Please filter the entries for the word "attempt" and copy every line that has it.

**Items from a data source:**
::::::

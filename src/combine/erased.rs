//! Object-safe view of a downloader for combined contexts
//!
//! [`DownloaderService`] has generic methods, so a context cannot hold it as
//! a trait object. Child downloads travel through [`ErasedDownloader`]
//! instead, with their results boxed as [`AnyValue`] and downcast again
//! once the download finished.

use std::any::Any;
use std::sync::Arc;

use crate::callback::{Callback, ChildCallback, DownloadCallback};
use crate::downloader::DownloaderService;
use crate::error::{DownloadError, Result};
use crate::handle::DownloadHandle;
use crate::task::{DownloadSession, DownloadTask, Locator};

pub(crate) type AnyValue = Box<dyn Any + Send>;

pub(crate) trait ErasedDownloader: Send + Sync + 'static {
    fn download_any(
        &self,
        task: Arc<dyn DownloadTask<AnyValue>>,
        callback: Option<Arc<dyn DownloadCallback<AnyValue>>>,
        tries: u32,
    ) -> Result<DownloadHandle<AnyValue>>;
}

impl<D: DownloaderService> ErasedDownloader for D {
    fn download_any(
        &self,
        task: Arc<dyn DownloadTask<AnyValue>>,
        callback: Option<Arc<dyn DownloadCallback<AnyValue>>>,
        tries: u32,
    ) -> Result<DownloadHandle<AnyValue>> {
        self.download_with_tries(task, callback, tries)
    }
}

pub(crate) fn downcast<R: 'static>(value: AnyValue) -> Result<R> {
    value
        .downcast::<R>()
        .map(|boxed| *boxed)
        .map_err(|_| DownloadError::session("child download produced an unexpected result type"))
}

/// Task adapter boxing the wrapped task's result
pub(crate) struct AnyTask<R> {
    inner: Arc<dyn DownloadTask<R>>,
}

impl<R> AnyTask<R> {
    pub(crate) fn new(inner: Arc<dyn DownloadTask<R>>) -> Self {
        Self { inner }
    }
}

impl<R: Send + 'static> DownloadTask<AnyValue> for AnyTask<R> {
    fn locator(&self) -> &Locator {
        self.inner.locator()
    }

    fn is_cacheable(&self) -> bool {
        self.inner.is_cacheable()
    }

    fn create_session(&self, expected_len: Option<u64>) -> Result<Box<dyn DownloadSession<AnyValue>>> {
        let inner = self.inner.create_session(expected_len)?;
        Ok(Box::new(AnySession { inner }))
    }
}

struct AnySession<R> {
    inner: Box<dyn DownloadSession<R>>,
}

impl<R: Send + 'static> DownloadSession<AnyValue> for AnySession<R> {
    fn receive(&mut self, data: &[u8]) -> Result<()> {
        self.inner.receive(data)
    }

    fn completed(self: Box<Self>) -> Result<AnyValue> {
        self.inner.completed().map(|value| Box::new(value) as AnyValue)
    }

    fn failed(self: Box<Self>) {
        self.inner.failed();
    }
}

/// Observers of one child download: the callback given at submission plus
/// whatever the enclosing composites returned from `task_start`
pub(crate) struct UnitObserver<R> {
    user: Option<Arc<dyn DownloadCallback<R>>>,
    children: Vec<Arc<dyn ChildCallback>>,
}

impl<R> UnitObserver<R> {
    pub(crate) fn new(user: Option<Arc<dyn DownloadCallback<R>>>, children: Vec<Arc<dyn ChildCallback>>) -> Self {
        Self { user, children }
    }
}

impl<R: 'static> Callback<R> for UnitObserver<R> {
    fn done(&self, result: &R) {
        if let Some(user) = &self.user {
            user.done(result);
        }
        for child in &self.children {
            child.done(result);
        }
    }

    fn failed(&self, error: &DownloadError) {
        if let Some(user) = &self.user {
            user.failed(error);
        }
        for child in &self.children {
            child.failed(error);
        }
    }

    fn cancelled(&self) {
        if let Some(user) = &self.user {
            user.cancelled();
        }
        for child in &self.children {
            child.cancelled();
        }
    }
}

/// Forwards retry notifications of the erased download to a [`UnitObserver`].
/// Terminal notifications are fired by the unit itself after downcasting.
pub(crate) struct RetryRelay<R>(pub(crate) Arc<UnitObserver<R>>);

impl<R: 'static> Callback<AnyValue> for RetryRelay<R> {}

impl<R: 'static> DownloadCallback<AnyValue> for RetryRelay<R> {
    fn retry(&self, error: &DownloadError, attempt: u32, max_attempts: u32) {
        if let Some(user) = &self.0.user {
            user.retry(error, attempt, max_attempts);
        }
        for child in &self.0.children {
            child.retry(error, attempt, max_attempts);
        }
    }
}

::::::

**Response to the task:**
    fn retry(&self, error: &DownloadError, attempt: u32, max_attempts: u32) {
            user.retry(error, attempt, max_attempts);
            child.retry(error, attempt, max_attempts);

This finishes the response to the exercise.